He wanted to touch her, pull his gloves off his hands and stroke her bare shoulders. The tips of his fingers burned to outline the curve of her waist and hips. The thought of kissing her passed through his mind, but he felt embarrassed by such a longing. It was unheard of, a taboo.

"Reth!"

The woman disappeared.

Sianna's face materialized in front of him, washing the warmth from his vision away. Reth was thankful to see it. The unfamiliar emotions from that woman had felt intrusive.

"You're not dead, are you?" Sianna asked.

He blinked and for some reason she laughed. He only stared at her.

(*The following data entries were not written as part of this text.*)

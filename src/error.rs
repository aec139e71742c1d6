use thiserror::Error;

/// Errors surfaced by the question-answering pipeline.
///
/// Every variant carries a message that is safe to show to the user. None of
/// them is retried; callers either report them or propagate them upward.
#[derive(Debug, Error)]
pub enum RagError {
    /// A PDF could not be read or its text could not be extracted.
    #[error("Failed to extract text from {file}: {message}")]
    Extraction { file: String, message: String },

    /// The hosted embedding model rejected or failed a request.
    #[error("Embedding service error: {0}")]
    EmbeddingService(String),

    /// The hosted completion model rejected or failed a request.
    #[error("Generation service error: {0}")]
    GenerationService(String),

    /// Missing secret or malformed setting.
    #[error("Configuration error: {0}")]
    Configuration(String),

    /// The vector index could not be built, stored or searched.
    #[error("Vector store error: {0}")]
    VectorStore(String),

    /// No persisted index exists yet.
    #[error("No vector index found at {0}. Process some PDF files first.")]
    IndexNotFound(String),
}

pub type Result<T> = std::result::Result<T, RagError>;
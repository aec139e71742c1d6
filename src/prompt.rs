use crate::error::Result;
use crate::gemini::GeminiClient;
use crate::index::ScoredChunk;

/// Phrase the model is told to use when the context lacks the answer
pub const NOT_IN_CONTEXT: &str = "The answer is not available in the context.";

/// Fill the question-answering template
pub fn build_prompt(context: &str, question: &str) -> String {
    format!(
        "Answer the question as detailed as possible from the provided context. \
Make sure to provide all the details. If the answer is not in the provided context, \
just say, \"{}\" Do not provide a wrong answer.\n\nContext:\n{}\n\nQuestion:\n{}\n\nAnswer:\n",
        NOT_IN_CONTEXT, context, question
    )
}

/// Join retrieved chunks into one context block
pub fn join_context(chunks: &[ScoredChunk]) -> String {
    chunks
        .iter()
        .map(|chunk| chunk.text.as_str())
        .collect::<Vec<&str>>()
        .join("\n\n")
}

/// Produces an answer from retrieved context and a question
#[allow(async_fn_in_trait)]
pub trait AnswerGenerator {
    async fn generate_answer(&self, context: &str, question: &str) -> Result<String>;
}

impl AnswerGenerator for GeminiClient {
    async fn generate_answer(&self, context: &str, question: &str) -> Result<String> {
        let prompt = build_prompt(context, question);
        self.generate_text(&prompt).await
    }
}
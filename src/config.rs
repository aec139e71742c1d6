use crate::error::{RagError, Result};
use std::env;
use std::path::PathBuf;
use std::str::FromStr;

/// Default chunk size in characters
pub const DEFAULT_CHUNK_SIZE: usize = 10_000;
/// Default overlap between consecutive chunks in characters
pub const DEFAULT_CHUNK_OVERLAP: usize = 1_000;
/// Number of chunks retrieved per question
pub const DEFAULT_TOP_K: usize = 4;
/// Directory the stateless variant persists its index into
pub const DEFAULT_INDEX_DIR: &str = "vector_index";

/// Pipeline settings shared by both entry points
#[derive(Debug, Clone, PartialEq, Eq)]
pub struct RagConfig {
    pub chunk_size: usize,
    pub chunk_overlap: usize,
    pub top_k: usize,
    pub index_dir: PathBuf,
}

impl Default for RagConfig {
    fn default() -> Self {
        RagConfig {
            chunk_size: DEFAULT_CHUNK_SIZE,
            chunk_overlap: DEFAULT_CHUNK_OVERLAP,
            top_k: DEFAULT_TOP_K,
            index_dir: PathBuf::from(DEFAULT_INDEX_DIR),
        }
    }
}

impl RagConfig {
    /// Create a new configuration from environment variables, falling back to defaults
    pub fn from_env() -> Result<Self> {
        let defaults = RagConfig::default();

        let config = RagConfig {
            chunk_size: parse_var("RAG_CHUNK_SIZE")?.unwrap_or(defaults.chunk_size),
            chunk_overlap: parse_var("RAG_CHUNK_OVERLAP")?.unwrap_or(defaults.chunk_overlap),
            top_k: parse_var("RAG_TOP_K")?.unwrap_or(defaults.top_k),
            index_dir: env::var("RAG_INDEX_DIR")
                .map(PathBuf::from)
                .unwrap_or(defaults.index_dir),
        };

        config.validate()?;
        Ok(config)
    }

    /// Reject settings the chunker and retriever cannot work with
    pub fn validate(&self) -> Result<()> {
        if self.chunk_size == 0 {
            return Err(RagError::Configuration(
                "chunk size must be greater than zero".to_string(),
            ));
        }
        if self.chunk_overlap > self.chunk_size {
            return Err(RagError::Configuration(format!(
                "chunk overlap ({}) is larger than chunk size ({})",
                self.chunk_overlap, self.chunk_size
            )));
        }
        if self.top_k == 0 {
            return Err(RagError::Configuration(
                "top_k must be greater than zero".to_string(),
            ));
        }
        Ok(())
    }
}

/// Read an optional environment variable and parse it
pub(crate) fn parse_var<T: FromStr>(name: &str) -> Result<Option<T>> {
    match env::var(name) {
        Ok(raw) => raw.trim().parse::<T>().map(Some).map_err(|_| {
            RagError::Configuration(format!("{} has an invalid value: {}", name, raw))
        }),
        Err(_) => Ok(None),
    }
}
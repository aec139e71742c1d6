//! Request handlers for the two front ends.
//!
//! [`StatelessQuery`] answers every question on its own against the index
//! persisted by the last `process` run. [`ChatSession`] keeps the index and
//! the turn log in memory for the lifetime of one interactive session. Each
//! handler method corresponds to exactly one user action.

use crate::database::IndexStore;
use crate::document::{extract_text, PageFilter, PdfUpload};
use crate::embeddings::Embedder;
use crate::error::Result;
use crate::index::VectorIndex;
use crate::prompt::AnswerGenerator;
use crate::rag::RagEngine;
use log::{error, info, warn};
use serde::{Deserialize, Serialize};
use std::fmt;

pub const NO_FILES_WARNING: &str = "Please upload at least one PDF file.";
pub const NO_TEXT_WARNING: &str =
    "Could not extract any text from the PDF(s). Please check the documents.";
pub const PROCESSING_COMPLETE: &str = "Processing complete! You can now ask questions.";
pub const NO_INDEX_WARNING: &str =
    "Please upload and process your PDF documents first using :process <file.pdf>.";
pub const NO_RELEVANT_INFO: &str =
    "I couldn't find any relevant information in the documents to answer your question.";

#[derive(Debug, Clone, Copy, PartialEq, Eq, Serialize, Deserialize)]
#[serde(rename_all = "lowercase")]
pub enum Role {
    User,
    Assistant,
}

impl fmt::Display for Role {
    fn fmt(&self, f: &mut fmt::Formatter<'_>) -> fmt::Result {
        match self {
            Role::User => write!(f, "user"),
            Role::Assistant => write!(f, "assistant"),
        }
    }
}

/// One message in the chat history
#[derive(Debug, Clone, PartialEq, Eq, Serialize, Deserialize)]
pub struct Turn {
    pub role: Role,
    pub content: String,
}

impl Turn {
    pub fn user(content: impl Into<String>) -> Self {
        Turn {
            role: Role::User,
            content: content.into(),
        }
    }

    pub fn assistant(content: impl Into<String>) -> Self {
        Turn {
            role: Role::Assistant,
            content: content.into(),
        }
    }
}

/// Per-session state: the current index and the ordered turn log
#[derive(Debug, Default)]
pub struct SessionContext {
    pub index: Option<VectorIndex>,
    pub history: Vec<Turn>,
}

#[derive(Debug, Clone, Copy, PartialEq, Eq)]
pub enum SessionState {
    NoIndex,
    IndexReady,
}

/// Result of a processing request that did not fail outright
#[derive(Debug, Clone, PartialEq, Eq)]
pub enum ProcessOutcome {
    /// A new index replaced the old one
    Ready { chunks: usize },
    /// Nothing was uploaded; the session is unchanged
    NoFiles,
    /// The uploads held no text; the session is unchanged
    NoText,
}

impl ProcessOutcome {
    pub fn message(&self) -> &'static str {
        match self {
            ProcessOutcome::Ready { .. } => PROCESSING_COMPLETE,
            ProcessOutcome::NoFiles => NO_FILES_WARNING,
            ProcessOutcome::NoText => NO_TEXT_WARNING,
        }
    }
}

#[derive(Debug, Clone, Copy, PartialEq, Eq)]
pub enum ReplyKind {
    Answer,
    Warning,
    Error,
}

/// What the assistant said in response to one question
#[derive(Debug, Clone, PartialEq, Eq)]
pub struct Reply {
    pub kind: ReplyKind,
    pub content: String,
}

/// Interactive session holding the index and history in memory
pub struct ChatSession<E, G> {
    engine: RagEngine<E, G>,
    context: SessionContext,
}

impl<E: Embedder, G: AnswerGenerator> ChatSession<E, G> {
    pub fn new(engine: RagEngine<E, G>) -> Self {
        ChatSession {
            engine,
            context: SessionContext::default(),
        }
    }

    pub fn state(&self) -> SessionState {
        match self.context.index {
            Some(_) => SessionState::IndexReady,
            None => SessionState::NoIndex,
        }
    }

    pub fn history(&self) -> &[Turn] {
        &self.context.history
    }

    pub fn index(&self) -> Option<&VectorIndex> {
        self.context.index.as_ref()
    }

    /// Extract, chunk and index uploads, replacing the current index on success
    pub async fn process(&mut self, uploads: &[PdfUpload]) -> Result<ProcessOutcome> {
        if uploads.is_empty() {
            warn!("{}", NO_FILES_WARNING);
            return Ok(ProcessOutcome::NoFiles);
        }

        let text = extract_text(uploads, PageFilter::SkipEmpty)?;
        self.process_text(&text).await
    }

    /// Index already extracted text
    pub async fn process_text(&mut self, text: &str) -> Result<ProcessOutcome> {
        let chunks = self.engine.chunk_text(text);
        if chunks.is_empty() {
            warn!("{}", NO_TEXT_WARNING);
            return Ok(ProcessOutcome::NoText);
        }

        let index = self.engine.build_index(chunks).await.map_err(|e| {
            error!("Error creating vector store: {}", e);
            e
        })?;

        // Swap in the finished index and start a fresh conversation
        let chunk_count = index.len();
        self.context.index = Some(index);
        self.context.history.clear();
        info!("Session index ready with {} chunks", chunk_count);

        Ok(ProcessOutcome::Ready {
            chunks: chunk_count,
        })
    }

    /// Answer a question, recording both sides of the exchange
    pub async fn ask(&mut self, question: &str) -> Reply {
        self.context.history.push(Turn::user(question));

        let reply = match &self.context.index {
            None => Reply {
                kind: ReplyKind::Warning,
                content: NO_INDEX_WARNING.to_string(),
            },
            Some(index) => match self.answer(index, question).await {
                Ok(content) => Reply {
                    kind: ReplyKind::Answer,
                    content,
                },
                Err(e) => {
                    error!("Query failed: {}", e);
                    Reply {
                        kind: ReplyKind::Error,
                        content: format!("An error occurred: {}", e),
                    }
                }
            },
        };

        self.context
            .history
            .push(Turn::assistant(reply.content.clone()));
        reply
    }

    async fn answer(&self, index: &VectorIndex, question: &str) -> Result<String> {
        let chunks = self.engine.search_index(index, question).await?;
        if chunks.is_empty() {
            return Ok(NO_RELEVANT_INFO.to_string());
        }
        self.engine.answer(&chunks, question).await
    }
}

/// One-shot handler: every question reloads the persisted index
pub struct StatelessQuery<E, G, S> {
    engine: RagEngine<E, G>,
    store: S,
}

impl<E: Embedder, G: AnswerGenerator, S: IndexStore> StatelessQuery<E, G, S> {
    pub fn new(engine: RagEngine<E, G>, store: S) -> Self {
        StatelessQuery { engine, store }
    }

    pub fn store(&self) -> &S {
        &self.store
    }

    /// Build an index from the uploads and persist it, returning the chunk count
    pub async fn process(&self, uploads: &[PdfUpload]) -> Result<usize> {
        let text = extract_text(uploads, PageFilter::KeepAll)?;
        self.process_text(&text).await
    }

    pub async fn process_text(&self, text: &str) -> Result<usize> {
        let index = self.engine.index_text(text).await?;
        self.store.replace(&index).await?;
        Ok(index.len())
    }

    /// Answer a question against the persisted index
    pub async fn ask(&self, question: &str) -> Result<String> {
        let chunks = self.engine.search_store(&self.store, question).await?;
        self.engine.answer(&chunks, question).await
    }
}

"There you go," she said. "I was beginning to worry that bright light gave you a soul or something. For a moment your face looked so..." She shook her head and gave him a grin that surprised him.

"Ser," he said, rising to his feet, "are you alright?"

She placed a hand on her sword hilt. "I am fine. You were the one that wouldn't wake up. I was about to kick you." Sianna nodded towards the horizon. "We're somewhere else."

The ground under him wasn't fur. It was a deep green color, but it didn't look like grass. It was spongy but flaky, moss–like. Rising from the ground like giant, thin snakes poised on their heads were what appeared like vines. Their dark green color faded into a brilliant yellow that darkened into the red of a setting sun. There were hundreds of these odd vines, their twisted bodies erupting with leaves the color of autumn. They swayed as if alive, a slow, hazy waltz to an unheard song.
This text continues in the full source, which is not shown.